I am teaching my kids to cough in to their elbows...Dracula style...and to sneeze the same way. I get squirrelly when I see a kid at preschool with green snails hanging outta their nose. I can spot a fevery kid a mile away---and do not think that I don't know that that 'allergy' is really pink eye!
Preschool is a playground for the germs, however I can't send my child to school in a little hazmat suit. I mean really, it would severely impede her movement on the playground...and all the kids would want to try on the respirator for sure.Kids lick, bite, chew on everything, and each other. One must accept this and pray that no kid came to school with a case of flu.

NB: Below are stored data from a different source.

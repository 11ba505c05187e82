//! Cache layer configuration.
//!
//! Every tunable of the cache layer lives in [`CacheConfig`]. All sections
//! deserialize with defaults, so a partial JSON document only overrides the
//! keys it names.

use std::time::Duration;

use serde::{Deserialize, Serialize};

use vnmarket_market_data::RateLimitConfig;

use crate::constants::{GOLD_SYMBOL, POPULAR_SYMBOLS};
use crate::errors::{Error, Result};

#[derive(Debug, Clone, Default, Serialize, Deserialize)]
#[serde(default)]
pub struct CacheConfig {
    pub freshness: FreshnessConfig,
    pub accelerator: AcceleratorConfig,
    pub rate_limit: RateLimitSettings,
    pub historical: HistoricalConfig,
    pub fallback: FallbackConfig,
    pub scheduler: SchedulerConfig,
    pub provider: ProviderConfig,
    pub seed: SeedConfig,
    pub backfill: BackfillConfig,
}

/// Quote TTL per asset category, in seconds.
#[derive(Debug, Clone, Serialize, Deserialize)]
#[serde(default)]
pub struct FreshnessConfig {
    pub fund_ttl_secs: u64,
    pub stock_ttl_secs: u64,
    pub index_ttl_secs: u64,
    pub gold_ttl_secs: u64,
}

impl Default for FreshnessConfig {
    fn default() -> Self {
        Self {
            fund_ttl_secs: 86_400,
            stock_ttl_secs: 3_600,
            index_ttl_secs: 3_600,
            gold_ttl_secs: 3_600,
        }
    }
}

#[derive(Debug, Clone, Copy, Serialize, Deserialize)]
pub struct CacheBounds {
    pub max_entries: usize,
    pub ttl_secs: u64,
}

impl CacheBounds {
    pub fn ttl(&self) -> Duration {
        Duration::from_secs(self.ttl_secs)
    }
}

#[derive(Debug, Clone, Serialize, Deserialize)]
#[serde(default)]
pub struct AcceleratorConfig {
    pub quotes: CacheBounds,
    pub search: CacheBounds,
    pub general: CacheBounds,
}

impl Default for AcceleratorConfig {
    fn default() -> Self {
        Self {
            quotes: CacheBounds {
                max_entries: 500,
                ttl_secs: 300,
            },
            search: CacheBounds {
                max_entries: 200,
                ttl_secs: 1_800,
            },
            general: CacheBounds {
                max_entries: 1_000,
                ttl_secs: 600,
            },
        }
    }
}

#[derive(Debug, Clone, Serialize, Deserialize)]
#[serde(default)]
pub struct RateLimitSettings {
    pub enabled: bool,
    pub max_calls_per_minute: u32,
    pub max_calls_per_hour: u32,
    pub soft_threshold_pct: u8,
    pub smoothing_delay_ms: u64,
    pub base_backoff_secs: u64,
    pub max_backoff_secs: u64,
    pub backoff_margin_secs: u64,
    /// Longest a caller waits for a slot before using cached data instead.
    pub slot_wait_timeout_secs: u64,
}

impl Default for RateLimitSettings {
    fn default() -> Self {
        Self {
            enabled: true,
            max_calls_per_minute: 60,
            max_calls_per_hour: 500,
            soft_threshold_pct: 80,
            smoothing_delay_ms: 100,
            base_backoff_secs: 15,
            max_backoff_secs: 300,
            backoff_margin_secs: 1,
            slot_wait_timeout_secs: 60,
        }
    }
}

impl RateLimitSettings {
    pub fn to_protector_config(&self) -> RateLimitConfig {
        RateLimitConfig {
            max_calls_per_minute: self.max_calls_per_minute,
            max_calls_per_hour: self.max_calls_per_hour,
            soft_threshold_pct: self.soft_threshold_pct,
            smoothing_delay: Duration::from_millis(self.smoothing_delay_ms),
            base_backoff: Duration::from_secs(self.base_backoff_secs),
            max_backoff: Duration::from_secs(self.max_backoff_secs),
            backoff_margin: Duration::from_secs(self.backoff_margin_secs),
            enabled: self.enabled,
        }
    }

    pub fn slot_wait_timeout(&self) -> Duration {
        Duration::from_secs(self.slot_wait_timeout_secs)
    }
}

#[derive(Debug, Clone, Serialize, Deserialize)]
#[serde(default)]
pub struct HistoricalConfig {
    /// Missing-day totals at or below this use one call per gap.
    pub small_gap_days: u32,
    /// Missing-day totals at or above this refetch the whole range.
    pub large_gap_days: u32,
}

impl Default for HistoricalConfig {
    fn default() -> Self {
        Self {
            small_gap_days: 7,
            large_gap_days: 30,
        }
    }
}

#[derive(Debug, Clone, Serialize, Deserialize)]
#[serde(default)]
pub struct FallbackConfig {
    pub lookback_days: u32,
    pub recovery_days: u32,
}

impl Default for FallbackConfig {
    fn default() -> Self {
        Self {
            lookback_days: 30,
            recovery_days: 7,
        }
    }
}

#[derive(Debug, Clone, Serialize, Deserialize)]
#[serde(default)]
pub struct SchedulerConfig {
    pub cleanup_interval_secs: u64,
    pub refresh_interval_secs: u64,
    pub refresh_retry_secs: u64,
    pub startup_delay_secs: u64,
    pub popular_symbols: Vec<String>,
    pub warm_quotes_on_start: bool,
    pub backfill_interval_secs: u64,
}

impl Default for SchedulerConfig {
    fn default() -> Self {
        Self {
            cleanup_interval_secs: 1_800,
            refresh_interval_secs: 3_600,
            refresh_retry_secs: 300,
            startup_delay_secs: 5,
            popular_symbols: POPULAR_SYMBOLS.iter().map(|s| s.to_string()).collect(),
            warm_quotes_on_start: false,
            backfill_interval_secs: 3_600,
        }
    }
}

#[derive(Debug, Clone, Serialize, Deserialize)]
#[serde(default)]
pub struct ProviderConfig {
    pub timeout_secs: u64,
}

impl Default for ProviderConfig {
    fn default() -> Self {
        Self { timeout_secs: 30 }
    }
}

impl ProviderConfig {
    pub fn timeout(&self) -> Duration {
        Duration::from_secs(self.timeout_secs)
    }
}

#[derive(Debug, Clone, Serialize, Deserialize)]
#[serde(default)]
pub struct SeedConfig {
    /// Seeding is skipped when more assets than this are already stored.
    pub skip_threshold: u64,
}

impl Default for SeedConfig {
    fn default() -> Self {
        Self {
            skip_threshold: 100,
        }
    }
}

/// Background history backfill, oldest batch first.
#[derive(Debug, Clone, Serialize, Deserialize)]
#[serde(default)]
pub struct BackfillConfig {
    pub enabled: bool,
    pub symbols: Vec<String>,
    /// History is backfilled from January 1st of this year.
    pub start_year: i32,
    /// Calendar days per batch.
    pub batch_days: u32,
    /// Batches fetched per cycle; the rest waits for the next cycle.
    pub batches_per_cycle: u32,
}

impl Default for BackfillConfig {
    fn default() -> Self {
        Self {
            enabled: true,
            symbols: vec![GOLD_SYMBOL.to_string()],
            start_year: 2016,
            batch_days: 31,
            batches_per_cycle: 3,
        }
    }
}

impl CacheConfig {
    /// Parse a (possibly partial) JSON document over the defaults.
    pub fn from_json(json: &str) -> Result<Self> {
        let config: CacheConfig = serde_json::from_str(json)
            .map_err(|e| Error::InvalidConfigValue(format!("cache config: {}", e)))?;
        config.validate()?;
        Ok(config)
    }

    pub fn validate(&self) -> Result<()> {
        let accel = &self.accelerator;
        for (name, bounds) in [
            ("quotes", accel.quotes),
            ("search", accel.search),
            ("general", accel.general),
        ] {
            if bounds.max_entries == 0 {
                return Err(Error::InvalidConfigValue(format!(
                    "accelerator.{}.max_entries must be positive",
                    name
                )));
            }
        }

        let rl = &self.rate_limit;
        if rl.max_calls_per_minute == 0 || rl.max_calls_per_hour == 0 {
            return Err(Error::InvalidConfigValue(
                "rate_limit call windows must be positive".to_string(),
            ));
        }
        if rl.soft_threshold_pct == 0 || rl.soft_threshold_pct > 100 {
            return Err(Error::InvalidConfigValue(
                "rate_limit.soft_threshold_pct must be within 1..=100".to_string(),
            ));
        }

        let hist = &self.historical;
        if hist.small_gap_days >= hist.large_gap_days {
            return Err(Error::InvalidConfigValue(format!(
                "historical.small_gap_days ({}) must be below large_gap_days ({})",
                hist.small_gap_days, hist.large_gap_days
            )));
        }

        if self.fallback.lookback_days == 0 || self.fallback.recovery_days == 0 {
            return Err(Error::InvalidConfigValue(
                "fallback windows must be positive".to_string(),
            ));
        }

        let sched = &self.scheduler;
        if sched.cleanup_interval_secs == 0
            || sched.refresh_interval_secs == 0
            || sched.refresh_retry_secs == 0
            || sched.backfill_interval_secs == 0
        {
            return Err(Error::InvalidConfigValue(
                "scheduler intervals must be positive".to_string(),
            ));
        }

        let backfill = &self.backfill;
        if backfill.batch_days == 0 || backfill.batches_per_cycle == 0 {
            return Err(Error::InvalidConfigValue(
                "backfill batch sizes must be positive".to_string(),
            ));
        }
        if chrono::NaiveDate::from_ymd_opt(backfill.start_year, 1, 1).is_none() {
            return Err(Error::InvalidConfigValue(format!(
                "backfill.start_year {} is out of range",
                backfill.start_year
            )));
        }

        if self.provider.timeout_secs == 0 {
            return Err(Error::InvalidConfigValue(
                "provider.timeout_secs must be positive".to_string(),
            ));
        }

        Ok(())
    }
}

After having food poisoning on more than one occasion, I am wary of food that I personally have not prepared or have seen being prepared. I have been a waitress...I know what goes on in the kitchen...and may I remind everyone, it is in your best interest to treat your wait staff kindly.
'Pot luck' dinners are hard for me now. If I know everyone who prepared the food, then I can call them the next day and see if they were hurling all night as well from 'Aunt Ginny's famous chicken salad'...and no, I do not buy stuff at bake sales outside of grocery stores.Some people seem to have cast iron stomachs and are not effected by anything. I can look at mayonnaise based potato salad sitting in the sun, and get ill...a trait I hope my kids do not get from me.
So far, so good this season...we have not started the cycle of illness. One kid gets sick, then after passing it on to the second, feels better while child three starts getting symptoms...then child one gets well, child two is really sick, and child three is going down hill. Then child one gets sick again, child two is better...you get my point. ('Who's on First'.)
I am just keeping my freshly washed fingers crossed that we survive another season, illness free...and that my germ warfare does not send me over the edge...and I won't let you use my fork...!!!